→ WHAT IS BEING ASKED: When you reach the line with "are resolved against." in the listing below, transcribe it and each line after it up to and including the line with "self.max_timeout = Some(timeout);", exactly and with nothing else.

→ PROVIDED MATERIAL:
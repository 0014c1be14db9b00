//! Configuration types for the HTTP client.
//!
//! # Overview
//!
//! - [`ClientConfig`]: Immutable settings shared by every request a client makes
//! - [`ClientConfigBuilder`]: A builder for constructing [`ClientConfig`] instances
//! - [`BaseUrl`]: A validated absolute base URL
//!
//! # Example
//!
//! ```rust
//! use std::time::Duration;
//! use http_alchemy::{BaseUrl, ClientConfig};
//!
//! let config = ClientConfig::builder()
//!     .base_url(BaseUrl::new("https://api.example.com").unwrap())
//!     .default_timeout(Duration::from_secs(10))
//!     .default_header("Accept", "application/json")
//!     .build()
//!     .unwrap();
//!
//! assert_eq!(config.default_timeout(), Duration::from_secs(10));
//! ```

mod newtypes;

pub use newtypes::BaseUrl;
pub(crate) use newtypes::{is_absolute_url, split_authority};

use std::collections::HashMap;
use std::time::Duration;

use crate::clients::RetryOptions;
use crate::error::ConfigError;

/// Crate version from Cargo.toml.
pub const SDK_VERSION: &str = env!("CARGO_PKG_VERSION");

/// Timeout applied when a request does not set one.
pub const DEFAULT_TIMEOUT: Duration = Duration::from_secs(30);

/// Upper sanity bound for per-attempt timeouts.
pub const DEFAULT_MAX_TIMEOUT: Duration = Duration::from_secs(300);

/// Configuration for an [`HttpClient`](crate::HttpClient).
///
/// # Thread Safety
///
/// `ClientConfig` is `Clone`, `Send`, and `Sync`.
#[derive(Clone, Debug)]
pub struct ClientConfig {
    base_url: Option<BaseUrl>,
    default_headers: HashMap<String, String>,
    default_timeout: Duration,
    max_timeout: Duration,
    default_retry_options: RetryOptions,
    user_agent_prefix: Option<String>,
}

impl ClientConfig {
    /// Creates a new builder for constructing a `ClientConfig`.
    #[must_use]
    pub fn builder() -> ClientConfigBuilder {
        ClientConfigBuilder::new()
    }

    /// Returns the base URL, if configured.
    #[must_use]
    pub const fn base_url(&self) -> Option<&BaseUrl> {
        self.base_url.as_ref()
    }

    /// Returns the headers sent with every request unless overridden.
    ///
    /// Always contains a `User-Agent` entry.
    #[must_use]
    pub const fn default_headers(&self) -> &HashMap<String, String> {
        &self.default_headers
    }

    /// Returns the timeout used for requests that don't specify one.
    #[must_use]
    pub const fn default_timeout(&self) -> Duration {
        self.default_timeout
    }

    /// Returns the largest per-attempt timeout a request may ask for.
    #[must_use]
    pub const fn max_timeout(&self) -> Duration {
        self.max_timeout
    }

    /// Returns the retry options used for requests that don't specify any.
    #[must_use]
    pub const fn default_retry_options(&self) -> &RetryOptions {
        &self.default_retry_options
    }

    /// Returns the user agent prefix, if configured.
    #[must_use]
    pub fn user_agent_prefix(&self) -> Option<&str> {
        self.user_agent_prefix.as_deref()
    }
}

impl Default for ClientConfig {
    fn default() -> Self {
        let mut default_headers = HashMap::new();
        default_headers.insert("User-Agent".to_string(), user_agent(None));
        Self {
            base_url: None,
            default_headers,
            default_timeout: DEFAULT_TIMEOUT,
            max_timeout: DEFAULT_MAX_TIMEOUT,
            default_retry_options: RetryOptions::default(),
            user_agent_prefix: None,
        }
    }
}

// Verify ClientConfig is Send + Sync at compile time
const _: fn() = || {
    const fn assert_send_sync<T: Send + Sync>() {}
    assert_send_sync::<ClientConfig>();
};

fn user_agent(prefix: Option<&str>) -> String {
    let prefix = prefix.map_or(String::new(), |prefix| format!("{prefix} | "));
    let rust_version = env!("CARGO_PKG_RUST_VERSION");
    format!("{prefix}http-alchemy v{SDK_VERSION} | Rust {rust_version}")
}

/// Builder for constructing [`ClientConfig`] instances.
///
/// # Defaults
///
/// - `base_url`: `None` (endpoint templates must be absolute)
/// - `default_timeout`: 30 seconds
/// - `max_timeout`: 5 minutes
/// - `default_retry_options`: [`RetryOptions::default`] (no retries)
/// - `user_agent_prefix`: `None`
///
/// # Example
///
/// ```rust
/// use std::time::Duration;
/// use http_alchemy::{Backoff, ClientConfig, RetryOptions};
///
/// let config = ClientConfig::builder()
///     .default_retry_options(
///         RetryOptions::new(3).backoff(Backoff::exponential(Duration::from_millis(200))),
///     )
///     .user_agent_prefix("MyApp/1.0")
///     .build()
///     .unwrap();
///
/// assert!(config.default_headers()["User-Agent"].starts_with("MyApp/1.0 | "));
/// ```
#[derive(Debug, Default)]
pub struct ClientConfigBuilder {
    base_url: Option<BaseUrl>,
    default_headers: HashMap<String, String>,
    default_timeout: Option<Duration>,
    max_timeout: Option<Duration>,
    default_retry_options: Option<RetryOptions>,
    user_agent_prefix: Option<String>,
}

impl ClientConfigBuilder {
    /// Creates a new builder with default values.
    #[must_use]
    pub fn new() -> Self {
        Self::default()
    }

    /// Sets the base URL relative endpoint templates are resolved against.
    #[must_use]
    pub fn base_url(mut self, base_url: BaseUrl) -> Self {
        self.base_url = Some(base_url);
        self
    }

    /// Adds a single default header.
    #[must_use]
    pub fn default_header(mut self, name: impl Into<String>, value: impl Into<String>) -> Self {
        self.default_headers.insert(name.into(), value.into());
        self
    }

    /// Sets all default headers at once.
    #[must_use]
    pub fn default_headers(mut self, headers: HashMap<String, String>) -> Self {
        self.default_headers = headers;
        self
    }

    /// Sets the timeout used for requests that don't specify one.
    #[must_use]
    pub const fn default_timeout(mut self, timeout: Duration) -> Self {
        self.default_timeout = Some(timeout);
        self
    }

    /// Sets the upper bound enforced by the timeout validator.
    #[must_use]
    pub const fn max_timeout(mut self, timeout: Duration) -> Self {
        self.max_timeout = Some(timeout);
        self
    }

    /// Sets the retry options used for requests that don't specify any.
    #[must_use]
    pub fn default_retry_options(mut self, options: RetryOptions) -> Self {
        self.default_retry_options = Some(options);
        self
    }

    /// Sets the user agent prefix for HTTP requests.
    #[must_use]
    pub fn user_agent_prefix(mut self, prefix: impl Into<String>) -> Self {
        self.user_agent_prefix = Some(prefix.into());
        self
    }

    /// Builds the [`ClientConfig`].
    ///
    /// # Errors
    ///
    /// Returns [`ConfigError::InvalidTimeout`] if `max_timeout` is zero or
    /// smaller than `default_timeout`, and [`ConfigError::InvalidHeader`] if a
    /// default header name is empty or contains whitespace.
    pub fn build(self) -> Result<ClientConfig, ConfigError> {
        let default_timeout = self.default_timeout.unwrap_or(DEFAULT_TIMEOUT);
        let max_timeout = self.max_timeout.unwrap_or(DEFAULT_MAX_TIMEOUT);

        if max_timeout.is_zero() {
            return Err(ConfigError::InvalidTimeout {
                reason: "max_timeout must be greater than zero".to_string(),
            });
        }
        if default_timeout.is_zero() || default_timeout > max_timeout {
            return Err(ConfigError::InvalidTimeout {
                reason: format!(
                    "default_timeout {default_timeout:?} must be positive and at most max_timeout {max_timeout:?}"
                ),
            });
        }

        if let Some(name) = self
            .default_headers
            .keys()
            .find(|name| name.is_empty() || name.chars().any(char::is_whitespace))
        {
            return Err(ConfigError::InvalidHeader { name: name.clone() });
        }

        let mut default_headers = self.default_headers;
        if !default_headers
            .keys()
            .any(|name| name.eq_ignore_ascii_case("user-agent"))
        {
            default_headers.insert(
                "User-Agent".to_string(),
                user_agent(self.user_agent_prefix.as_deref()),
            );
        }

        Ok(ClientConfig {
            base_url: self.base_url,
            default_headers,
            default_timeout,
            max_timeout,
            default_retry_options: self.default_retry_options.unwrap_or_default(),
            user_agent_prefix: self.user_agent_prefix,
        })
    }
}

#[cfg(test)]
mod tests {
    use super::*;

    #[test]
    fn test_builder_provides_sensible_defaults() {
        let config = ClientConfig::builder().build().unwrap();

        assert!(config.base_url().is_none());
        assert_eq!(config.default_timeout(), DEFAULT_TIMEOUT);
        assert_eq!(config.max_timeout(), DEFAULT_MAX_TIMEOUT);
        assert_eq!(config.default_retry_options().max_attempts, 0);
        assert!(config.user_agent_prefix().is_none());
    }

    #[test]
    fn test_default_matches_empty_builder() {
        let built = ClientConfig::builder().build().unwrap();
        let default = ClientConfig::default();

        assert_eq!(built.default_timeout(), default.default_timeout());
        assert_eq!(built.default_headers(), default.default_headers());
    }

    #[test]
    fn test_user_agent_header_format() {
        let config = ClientConfig::builder().build().unwrap();

        let user_agent = config.default_headers().get("User-Agent").unwrap();
        assert!(user_agent.contains("http-alchemy v"));
        assert!(user_agent.contains("Rust"));
    }

    #[test]
    fn test_user_agent_with_prefix() {
        let config = ClientConfig::builder()
            .user_agent_prefix("MyApp/1.0")
            .build()
            .unwrap();

        let user_agent = config.default_headers().get("User-Agent").unwrap();
        assert!(user_agent.starts_with("MyApp/1.0 | "));
        assert_eq!(config.user_agent_prefix(), Some("MyApp/1.0"));
    }

    #[test]
    fn test_explicit_user_agent_is_kept() {
        let config = ClientConfig::builder()
            .default_header("user-agent", "custom/2.0")
            .build()
            .unwrap();

        assert_eq!(
            config.default_headers().get("user-agent"),
            Some(&"custom/2.0".to_string())
        );
        assert!(!config.default_headers().contains_key("User-Agent"));
    }

    #[test]
    fn test_builder_rejects_zero_max_timeout() {
        let result = ClientConfig::builder().max_timeout(Duration::ZERO).build();
        assert!(matches!(result, Err(ConfigError::InvalidTimeout { .. })));
    }

    #[test]
    fn test_builder_rejects_default_above_max() {
        let result = ClientConfig::builder()
            .default_timeout(Duration::from_secs(60))
            .max_timeout(Duration::from_secs(10))
            .build();
        assert!(matches!(result, Err(ConfigError::InvalidTimeout { .. })));
    }

    #[test]
    fn test_builder_rejects_invalid_header_name() {
        let result = ClientConfig::builder()
            .default_header("X Bad", "value")
            .build();
        assert!(matches!(
            result,
            Err(ConfigError::InvalidHeader { name }) if name == "X Bad"
        ));
    }

    #[test]
    fn test_builder_with_all_optional_fields() {
        let base = BaseUrl::new("https://api.example.com").unwrap();
        let config = ClientConfig::builder()
            .base_url(base.clone())
            .default_header("Accept", "application/json")
            .default_timeout(Duration::from_secs(5))
            .max_timeout(Duration::from_secs(20))
            .default_retry_options(RetryOptions::new(2))
            .build()
            .unwrap();

        assert_eq!(config.base_url(), Some(&base));
        assert_eq!(config.default_timeout(), Duration::from_secs(5));
        assert_eq!(config.max_timeout(), Duration::from_secs(20));
        assert_eq!(config.default_retry_options().max_attempts, 2);
        assert_eq!(
            config.default_headers().get("Accept"),
            Some(&"application/json".to_string())
        );
    }

    #[test]
    fn test_config_is_send_sync() {
        fn assert_send_sync<T: Send + Sync>() {}
        assert_send_sync::<ClientConfig>();
    }
}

→ THE ANSWER:
    /// Sets the base URL relative endpoint templates are resolved against.
    #[must_use]
    pub fn base_url(mut self, base_url: BaseUrl) -> Self {
        self.base_url = Some(base_url);
        self
    }

    /// Adds a single default header.
    #[must_use]
    pub fn default_header(mut self, name: impl Into<String>, value: impl Into<String>) -> Self {
        self.default_headers.insert(name.into(), value.into());
        self
    }

    /// Sets all default headers at once.
    #[must_use]
    pub fn default_headers(mut self, headers: HashMap<String, String>) -> Self {
        self.default_headers = headers;
        self
    }

    /// Sets the timeout used for requests that don't specify one.
    #[must_use]
    pub const fn default_timeout(mut self, timeout: Duration) -> Self {
        self.default_timeout = Some(timeout);
        self
    }

    /// Sets the upper bound enforced by the timeout validator.
    #[must_use]
    pub const fn max_timeout(mut self, timeout: Duration) -> Self {
        self.max_timeout = Some(timeout);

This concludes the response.